> Records for the task
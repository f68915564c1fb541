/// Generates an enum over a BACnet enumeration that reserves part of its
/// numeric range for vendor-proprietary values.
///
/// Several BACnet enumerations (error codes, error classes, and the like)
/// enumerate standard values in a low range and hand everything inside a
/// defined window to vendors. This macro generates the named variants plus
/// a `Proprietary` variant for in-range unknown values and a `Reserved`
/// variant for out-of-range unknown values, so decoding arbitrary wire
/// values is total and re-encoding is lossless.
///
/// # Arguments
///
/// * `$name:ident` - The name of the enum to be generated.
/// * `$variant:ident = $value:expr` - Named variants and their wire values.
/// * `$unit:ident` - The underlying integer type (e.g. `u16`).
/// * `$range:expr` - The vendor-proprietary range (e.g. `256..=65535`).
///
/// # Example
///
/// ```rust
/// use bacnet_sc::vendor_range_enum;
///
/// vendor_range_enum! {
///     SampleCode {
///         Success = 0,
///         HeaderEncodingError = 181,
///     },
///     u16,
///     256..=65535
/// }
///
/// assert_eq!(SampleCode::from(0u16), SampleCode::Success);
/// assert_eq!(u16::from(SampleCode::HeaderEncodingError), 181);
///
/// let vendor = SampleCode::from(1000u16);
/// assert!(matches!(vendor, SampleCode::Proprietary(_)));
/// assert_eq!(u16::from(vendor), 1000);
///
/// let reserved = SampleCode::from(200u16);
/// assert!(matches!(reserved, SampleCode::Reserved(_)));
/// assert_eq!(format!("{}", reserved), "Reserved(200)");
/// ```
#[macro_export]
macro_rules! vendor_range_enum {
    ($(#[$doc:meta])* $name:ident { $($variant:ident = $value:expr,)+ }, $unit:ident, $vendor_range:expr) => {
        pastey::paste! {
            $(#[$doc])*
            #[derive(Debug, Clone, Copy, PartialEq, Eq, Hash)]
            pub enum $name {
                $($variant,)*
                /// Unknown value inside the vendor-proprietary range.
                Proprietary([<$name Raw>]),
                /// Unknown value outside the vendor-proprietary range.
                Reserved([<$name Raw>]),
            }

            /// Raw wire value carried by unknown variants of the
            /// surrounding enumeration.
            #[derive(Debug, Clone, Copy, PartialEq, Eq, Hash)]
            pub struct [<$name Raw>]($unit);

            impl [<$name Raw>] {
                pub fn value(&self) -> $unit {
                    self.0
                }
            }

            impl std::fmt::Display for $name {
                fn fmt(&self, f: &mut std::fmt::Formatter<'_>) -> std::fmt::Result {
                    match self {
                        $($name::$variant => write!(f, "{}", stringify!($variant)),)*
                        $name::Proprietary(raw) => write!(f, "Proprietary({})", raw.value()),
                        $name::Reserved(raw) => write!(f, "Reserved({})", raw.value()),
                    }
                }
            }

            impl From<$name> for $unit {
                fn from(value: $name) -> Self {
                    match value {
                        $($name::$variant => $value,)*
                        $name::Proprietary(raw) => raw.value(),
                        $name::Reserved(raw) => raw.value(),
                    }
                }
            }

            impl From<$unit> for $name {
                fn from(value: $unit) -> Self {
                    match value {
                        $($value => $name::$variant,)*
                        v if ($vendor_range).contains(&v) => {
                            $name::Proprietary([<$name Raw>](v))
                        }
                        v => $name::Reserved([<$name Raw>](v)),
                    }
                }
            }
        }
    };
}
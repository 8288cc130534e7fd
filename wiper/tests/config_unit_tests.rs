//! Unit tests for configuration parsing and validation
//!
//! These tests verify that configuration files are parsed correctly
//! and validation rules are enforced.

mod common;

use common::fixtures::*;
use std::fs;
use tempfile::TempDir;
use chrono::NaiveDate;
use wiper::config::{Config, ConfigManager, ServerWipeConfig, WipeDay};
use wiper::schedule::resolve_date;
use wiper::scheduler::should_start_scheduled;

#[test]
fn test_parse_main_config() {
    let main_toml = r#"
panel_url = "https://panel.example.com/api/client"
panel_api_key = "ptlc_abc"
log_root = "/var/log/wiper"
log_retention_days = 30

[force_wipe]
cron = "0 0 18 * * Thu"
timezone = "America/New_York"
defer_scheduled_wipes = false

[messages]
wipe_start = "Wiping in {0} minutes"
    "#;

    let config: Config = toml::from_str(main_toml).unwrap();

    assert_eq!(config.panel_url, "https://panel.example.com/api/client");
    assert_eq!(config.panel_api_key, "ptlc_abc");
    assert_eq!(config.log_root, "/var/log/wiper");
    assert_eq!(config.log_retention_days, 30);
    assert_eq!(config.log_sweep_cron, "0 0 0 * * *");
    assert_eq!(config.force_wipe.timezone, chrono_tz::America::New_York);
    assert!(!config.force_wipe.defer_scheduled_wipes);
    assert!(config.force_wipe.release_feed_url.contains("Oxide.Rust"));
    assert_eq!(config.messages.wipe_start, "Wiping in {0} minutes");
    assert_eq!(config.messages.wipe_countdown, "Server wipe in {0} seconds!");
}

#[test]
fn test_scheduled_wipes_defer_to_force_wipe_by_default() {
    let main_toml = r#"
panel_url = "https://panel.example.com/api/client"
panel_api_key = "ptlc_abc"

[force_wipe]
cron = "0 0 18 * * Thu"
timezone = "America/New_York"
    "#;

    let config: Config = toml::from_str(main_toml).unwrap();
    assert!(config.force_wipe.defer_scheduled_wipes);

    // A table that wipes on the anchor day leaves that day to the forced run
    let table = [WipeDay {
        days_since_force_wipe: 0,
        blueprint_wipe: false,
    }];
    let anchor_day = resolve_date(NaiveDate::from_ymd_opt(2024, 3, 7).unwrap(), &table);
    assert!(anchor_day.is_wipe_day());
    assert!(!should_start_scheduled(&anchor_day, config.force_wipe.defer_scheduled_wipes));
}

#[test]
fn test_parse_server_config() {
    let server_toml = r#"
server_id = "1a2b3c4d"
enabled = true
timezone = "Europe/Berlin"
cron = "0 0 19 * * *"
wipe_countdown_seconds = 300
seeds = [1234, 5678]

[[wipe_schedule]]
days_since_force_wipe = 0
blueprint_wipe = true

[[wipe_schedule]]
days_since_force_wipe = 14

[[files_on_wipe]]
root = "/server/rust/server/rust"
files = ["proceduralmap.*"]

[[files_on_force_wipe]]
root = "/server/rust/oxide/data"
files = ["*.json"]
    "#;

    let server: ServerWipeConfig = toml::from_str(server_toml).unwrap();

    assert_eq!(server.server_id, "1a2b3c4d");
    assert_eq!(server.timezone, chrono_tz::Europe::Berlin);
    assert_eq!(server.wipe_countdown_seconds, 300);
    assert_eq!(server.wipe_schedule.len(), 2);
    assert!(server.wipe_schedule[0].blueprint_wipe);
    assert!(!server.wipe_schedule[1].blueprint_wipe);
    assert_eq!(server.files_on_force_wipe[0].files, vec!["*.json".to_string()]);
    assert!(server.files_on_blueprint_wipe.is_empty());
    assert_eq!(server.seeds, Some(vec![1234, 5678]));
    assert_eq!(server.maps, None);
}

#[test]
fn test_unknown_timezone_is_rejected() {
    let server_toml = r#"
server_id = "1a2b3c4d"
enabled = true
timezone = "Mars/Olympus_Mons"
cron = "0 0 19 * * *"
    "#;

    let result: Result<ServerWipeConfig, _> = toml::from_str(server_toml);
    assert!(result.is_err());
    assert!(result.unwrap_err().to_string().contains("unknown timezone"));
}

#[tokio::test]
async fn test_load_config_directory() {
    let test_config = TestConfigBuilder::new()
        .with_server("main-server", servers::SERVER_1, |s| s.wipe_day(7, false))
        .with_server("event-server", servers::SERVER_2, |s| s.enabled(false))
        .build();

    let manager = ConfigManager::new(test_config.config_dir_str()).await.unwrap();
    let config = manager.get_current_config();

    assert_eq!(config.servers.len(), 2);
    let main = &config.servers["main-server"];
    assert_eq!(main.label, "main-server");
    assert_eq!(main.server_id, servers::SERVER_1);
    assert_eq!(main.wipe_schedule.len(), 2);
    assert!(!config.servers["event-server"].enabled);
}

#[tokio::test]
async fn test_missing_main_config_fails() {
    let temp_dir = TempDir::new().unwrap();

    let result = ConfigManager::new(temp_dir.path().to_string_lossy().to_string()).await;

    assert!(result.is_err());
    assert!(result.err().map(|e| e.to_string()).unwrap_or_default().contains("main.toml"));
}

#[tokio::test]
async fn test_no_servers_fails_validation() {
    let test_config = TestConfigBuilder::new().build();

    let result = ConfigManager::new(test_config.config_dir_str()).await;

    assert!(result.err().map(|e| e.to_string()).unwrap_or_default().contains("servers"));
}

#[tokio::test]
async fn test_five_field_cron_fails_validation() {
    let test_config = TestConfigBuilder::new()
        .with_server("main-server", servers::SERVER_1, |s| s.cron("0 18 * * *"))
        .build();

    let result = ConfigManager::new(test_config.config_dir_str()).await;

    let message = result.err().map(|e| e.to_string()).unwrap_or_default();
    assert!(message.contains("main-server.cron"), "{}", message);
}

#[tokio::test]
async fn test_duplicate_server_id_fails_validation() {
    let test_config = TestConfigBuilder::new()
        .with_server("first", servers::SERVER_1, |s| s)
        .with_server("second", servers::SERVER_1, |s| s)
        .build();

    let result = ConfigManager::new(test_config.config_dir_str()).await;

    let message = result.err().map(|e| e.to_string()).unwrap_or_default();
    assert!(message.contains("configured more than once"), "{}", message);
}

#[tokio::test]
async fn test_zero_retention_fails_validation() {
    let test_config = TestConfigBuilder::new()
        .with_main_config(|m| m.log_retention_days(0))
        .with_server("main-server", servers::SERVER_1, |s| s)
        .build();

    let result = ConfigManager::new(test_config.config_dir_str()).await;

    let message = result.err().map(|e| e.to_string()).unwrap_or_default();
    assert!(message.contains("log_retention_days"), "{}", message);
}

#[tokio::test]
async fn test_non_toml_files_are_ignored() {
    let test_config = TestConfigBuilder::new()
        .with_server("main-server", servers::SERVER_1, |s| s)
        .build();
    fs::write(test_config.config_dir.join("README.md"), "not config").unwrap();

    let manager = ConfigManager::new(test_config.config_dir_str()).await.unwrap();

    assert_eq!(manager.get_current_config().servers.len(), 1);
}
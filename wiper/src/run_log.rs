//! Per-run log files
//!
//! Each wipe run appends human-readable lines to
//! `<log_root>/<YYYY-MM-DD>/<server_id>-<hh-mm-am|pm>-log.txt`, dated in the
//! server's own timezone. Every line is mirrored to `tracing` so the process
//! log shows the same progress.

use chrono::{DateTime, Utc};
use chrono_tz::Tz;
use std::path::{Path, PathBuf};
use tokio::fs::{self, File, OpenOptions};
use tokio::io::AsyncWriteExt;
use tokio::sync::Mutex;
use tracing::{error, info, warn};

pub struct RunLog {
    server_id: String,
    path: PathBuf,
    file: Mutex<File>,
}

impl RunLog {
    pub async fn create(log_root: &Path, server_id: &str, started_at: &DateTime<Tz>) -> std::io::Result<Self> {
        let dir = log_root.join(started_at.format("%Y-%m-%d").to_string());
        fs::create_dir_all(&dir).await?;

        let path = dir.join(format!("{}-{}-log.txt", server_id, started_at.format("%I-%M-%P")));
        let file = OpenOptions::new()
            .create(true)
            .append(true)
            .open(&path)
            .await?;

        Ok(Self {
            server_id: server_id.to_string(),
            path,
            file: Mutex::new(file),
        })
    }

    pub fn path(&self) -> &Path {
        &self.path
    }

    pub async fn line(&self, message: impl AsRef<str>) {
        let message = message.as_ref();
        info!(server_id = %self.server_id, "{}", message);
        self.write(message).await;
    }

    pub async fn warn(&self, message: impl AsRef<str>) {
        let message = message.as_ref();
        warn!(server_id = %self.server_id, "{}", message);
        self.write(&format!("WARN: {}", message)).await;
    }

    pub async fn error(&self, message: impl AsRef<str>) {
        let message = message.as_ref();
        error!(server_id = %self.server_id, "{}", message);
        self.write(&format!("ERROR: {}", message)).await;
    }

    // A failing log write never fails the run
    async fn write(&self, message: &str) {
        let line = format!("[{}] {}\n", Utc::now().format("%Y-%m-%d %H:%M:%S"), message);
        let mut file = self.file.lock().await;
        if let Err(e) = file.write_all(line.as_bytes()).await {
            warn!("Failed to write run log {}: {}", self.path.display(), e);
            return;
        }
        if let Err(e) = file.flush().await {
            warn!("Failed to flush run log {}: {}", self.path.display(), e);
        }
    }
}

> Your task
Take every line above carrying "minutes" and return it.

> Answer section
wipe_start = "Wiping in {0} minutes"
    assert_eq!(config.messages.wipe_start, "Wiping in {0} minutes");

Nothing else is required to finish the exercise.